Leveraging different types of data is a major challenge faced by all companies. Hence, the data must be cleaned before it is utilized. There are various stages involved in data preparation before it can be previewed by a citizen data scientist. Most websites will say the data processing stages are collection, preparation, input, processing, output and storage. However, in this blog, we will discuss data processing stages not only from a Big Data perspective, but also how Rawcubes views data.
The stages are Data Acquisition, Standardization of Data, Active Copy, and Consumption.
This is a critical step as it sets the stage for data processing. It involves obtaining raw data, historic data, and incremental data and bringing it to the landing zone. Please keep in mind, this is NOT a data warehouse. Some of the common mistakes at this stage are data reconciliation, mismatched data types and rows, incorrect partitions, not creating a data layout. These mistakes can lead to major issues in subsequent stages. To ensure data is reconciled, it’s always best to check the accuracy of data at each stage. This is why Rawcubes has built-in auditing capabilities as part of audit, balance and control (AB&C) to keep these anomalies in check right at the landing stage.
Data standardization is a data processing workflow that converts the structure of disparate datasets into a common data format. As part of data preparation, data standardization deals with the transformation of datasets after the data is pulled from source systems and before it’s loaded into the target system. Due to this, data standardization can also be thought of as the transformation rules engine in data exchange operations.
This process enables the data consumer to analyze and use data in a consistent manner. Typically, when data is created and stored in the source system, it’s structured in a particular way which is not known by the data consumer. The way staging is used in big data processing systems varies slightly. Apart from standard extract, transform, and load are also used in a data warehouse. For data lakes, data is already loaded.
At the time of transformation, all special characters can be removed based on your requirements. Data formats are aligned as per industry standard (UTF 8 character set). Data is then exposed by creating metadata definition, such as hive tables, for consumption by data scientists or citizen data scientists. A common mistake at this stage is the absence of data cleansing, resulting in errors during analysis. If we don’t standardize by adding standard data delimiters across all of the data sets, then there is additional overhead for end-users for reprocessing the data for their consumption. A standard metadata definition restricts the user from consistently utilizing all the available data.
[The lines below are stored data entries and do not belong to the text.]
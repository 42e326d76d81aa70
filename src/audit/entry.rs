//! Audit entry data structures

use chrono::{DateTime, Utc};
use serde::{Deserialize, Serialize};

/// Types of operations that can be audited
#[derive(Debug, Clone, Copy, PartialEq, Eq, Serialize, Deserialize)]
#[serde(rename_all = "lowercase")]
pub enum Operation {
    Create,
    Update,
    Delete,
}

impl std::fmt::Display for Operation {
    fn fmt(&self, f: &mut std::fmt::Formatter<'_>) -> std::fmt::Result {
        match self {
            Operation::Create => write!(f, "CREATE"),
            Operation::Update => write!(f, "UPDATE"),
            Operation::Delete => write!(f, "DELETE"),
        }
    }
}

/// The persisted blobs whose changes are audited
#[derive(Debug, Clone, Copy, PartialEq, Eq, Serialize, Deserialize)]
#[serde(rename_all = "lowercase")]
pub enum EntityType {
    Profile,
    Expense,
    Settings,
}

impl std::fmt::Display for EntityType {
    fn fmt(&self, f: &mut std::fmt::Formatter<'_>) -> std::fmt::Result {
        match self {
            EntityType::Profile => write!(f, "Profile"),
            EntityType::Expense => write!(f, "Expense"),
            EntityType::Settings => write!(f, "Settings"),
        }
    }
}

/// A single audit log entry
#[derive(Debug, Clone, Serialize, Deserialize)]
pub struct AuditEntry {
    pub timestamp: DateTime<Utc>,
    pub operation: Operation,
    pub entity_type: EntityType,
    pub entity_id: String,

    #[serde(skip_serializing_if = "Option::is_none")]
    pub entity_name: Option<String>,

    /// Entity state before the operation (updates and deletes)
    #[serde(skip_serializing_if = "Option::is_none")]
    pub before: Option<serde_json::Value>,

    /// Entity state after the operation (creates and updates)
    #[serde(skip_serializing_if = "Option::is_none")]
    pub after: Option<serde_json::Value>,

    #[serde(skip_serializing_if = "Option::is_none")]
    pub summary: Option<String>,
}

impl AuditEntry {
    /// Start an entry stamped with the current time
    pub fn record(
        operation: Operation,
        entity_type: EntityType,
        entity_id: impl Into<String>,
    ) -> Self {
        Self {
            timestamp: Utc::now(),
            operation,
            entity_type,
            entity_id: entity_id.into(),
            entity_name: None,
            before: None,
            after: None,
            summary: None,
        }
    }

    pub fn named(mut self, name: impl Into<String>) -> Self {
        self.entity_name = Some(name.into());
        self
    }

    pub fn before<T: Serialize>(mut self, value: &T) -> Self {
        self.before = serde_json::to_value(value).ok();
        self
    }

    pub fn after<T: Serialize>(mut self, value: &T) -> Self {
        self.after = serde_json::to_value(value).ok();
        self
    }

    pub fn summary(mut self, summary: impl Into<String>) -> Self {
        self.summary = Some(summary.into());
        self
    }

    /// One line for terminal output, plus the summary on a second line
    pub fn format_human_readable(&self) -> String {
        let mut output = format!(
            "[{}] {} {} {}",
            self.timestamp.format("%Y-%m-%d %H:%M:%S UTC"),
            self.operation,
            self.entity_type,
            self.entity_id
        );

        if let Some(name) = &self.entity_name {
            output.push_str(&format!(" ({})", name));
        }

        if let Some(summary) = &self.summary {
            output.push_str(&format!("\n  {}", summary));
        }

        output
    }
}

#[cfg(test)]
mod tests {
    use super::*;
    use serde_json::json;

    #[test]
    fn test_display() {
        assert_eq!(Operation::Delete.to_string(), "DELETE");
        assert_eq!(EntityType::Settings.to_string(), "Settings");
    }

    #[test]
    fn test_builder_fills_states() {
        let entry = AuditEntry::record(Operation::Update, EntityType::Settings, "settings")
            .before(&json!({"weeklyLimit": 5000}))
            .after(&json!({"weeklyLimit": 3000}))
            .summary("weeklyLimit: 5000 -> 3000");

        assert_eq!(entry.before.unwrap()["weeklyLimit"], 5000);
        assert_eq!(entry.after.unwrap()["weeklyLimit"], 3000);
        assert_eq!(entry.summary.as_deref(), Some("weeklyLimit: 5000 -> 3000"));
    }

    #[test]
    fn test_serialization_skips_empty_fields() {
        let entry = AuditEntry::record(Operation::Create, EntityType::Expense, "exp-1234abcd");
        let json = serde_json::to_value(&entry).unwrap();

        assert_eq!(json["operation"], "create");
        assert_eq!(json["entity_type"], "expense");
        assert!(json.get("before").is_none());
        assert!(json.get("summary").is_none());
    }

    #[test]
    fn test_human_readable_format() {
        let entry = AuditEntry::record(Operation::Create, EntityType::Profile, "profile")
            .named("Asha")
            .summary("registered");

        let formatted = entry.format_human_readable();
        assert!(formatted.contains("CREATE Profile profile (Asha)"));
        assert!(formatted.ends_with("\n  registered"));
    }
}
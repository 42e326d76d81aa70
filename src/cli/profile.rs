//! Profile CLI commands: register, share, reset and the activity log

use crate::error::SpendwiseResult;
use crate::session::Session;

/// Handle `spendwise register <name> <mobile>`
pub fn handle_register_command(session: &mut Session, name: &str, mobile: &str) -> SpendwiseResult<()> {
    let profile = session.register(name, mobile)?;
    let settings = session.settings()?;

    println!("Welcome, {}!", profile.name);
    println!("Budget alerts will go to {}", settings.phone_number);
    Ok(())
}

/// Handle `spendwise share`
pub fn handle_share_command(session: &Session) -> SpendwiseResult<()> {
    let link = session.share_link()?;
    println!("Share link for your history:");
    println!("  {}", link);
    Ok(())
}

/// Handle `spendwise reset`
pub fn handle_reset_command(session: &mut Session, force: bool) -> SpendwiseResult<()> {
    if !force {
        let count = session.storage().expenses.count()?;
        println!("WARNING: This deletes your profile, settings and {} expenses.", count);
        println!("It cannot be undone.");
        println!();
        println!("To proceed, run again with --force flag:");
        println!("  spendwise reset --force");
        return Ok(());
    }

    session.reset()?;
    println!("All data cleared. Run 'spendwise register <name> <mobile>' to start again.");
    Ok(())
}

/// Handle `spendwise activity`
pub fn handle_activity_command(session: &Session, limit: usize) -> SpendwiseResult<()> {
    let entries = session.storage().audit().read_recent(limit)?;
    if entries.is_empty() {
        println!("No activity recorded.");
        return Ok(());
    }

    for entry in entries {
        println!("{}", entry.format_human_readable());
    }
    Ok(())
}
Active copy is representation of data as it appears in the source system at a given point of time. Rawcube’s DataBlaze creates an active copy based on the update frequency of the raw data. Also, an active archive is maintained representing the past active copy for the data sets. As per your requirements, older copies can be purged and optimized for storage consumption. Rawcube’s CloudBlaze is a policy-based automation offering active copy creation, purging, as well as movement to cold storage for the purpose of cost optimization.
Data curation is the extraction of important information from scientific texts, such as research articles, by experts for converting into an electronic format, such as an entry of a biological database.
In the modern era of big data, curation of data has become prominent, particularly for any company processing high volume and complex data.
In the case of DataBlaze and CloudBlaze, curation satisfies customer requirements of clients for supporting business use cases. This includes creation of a feature set for running a predictive model and cleansing of data anomaly before it can be processed by an analytical system.
This is the convention of DataBlaze where Standard Data Model (SDM) is created representing business entity-like policy and claims (insurance industry). The SDM can be used by any company within the same domain. The transformation from SDM to Custom Data Model (CDM) is called data munging (curation or processing of data). The SDM serves as a starting point for data munging to get to a model-specific feature set. The CDM represents the feature set required by a predictive model. This process is essential for downstream consumption by any user looking to gain valuable insights.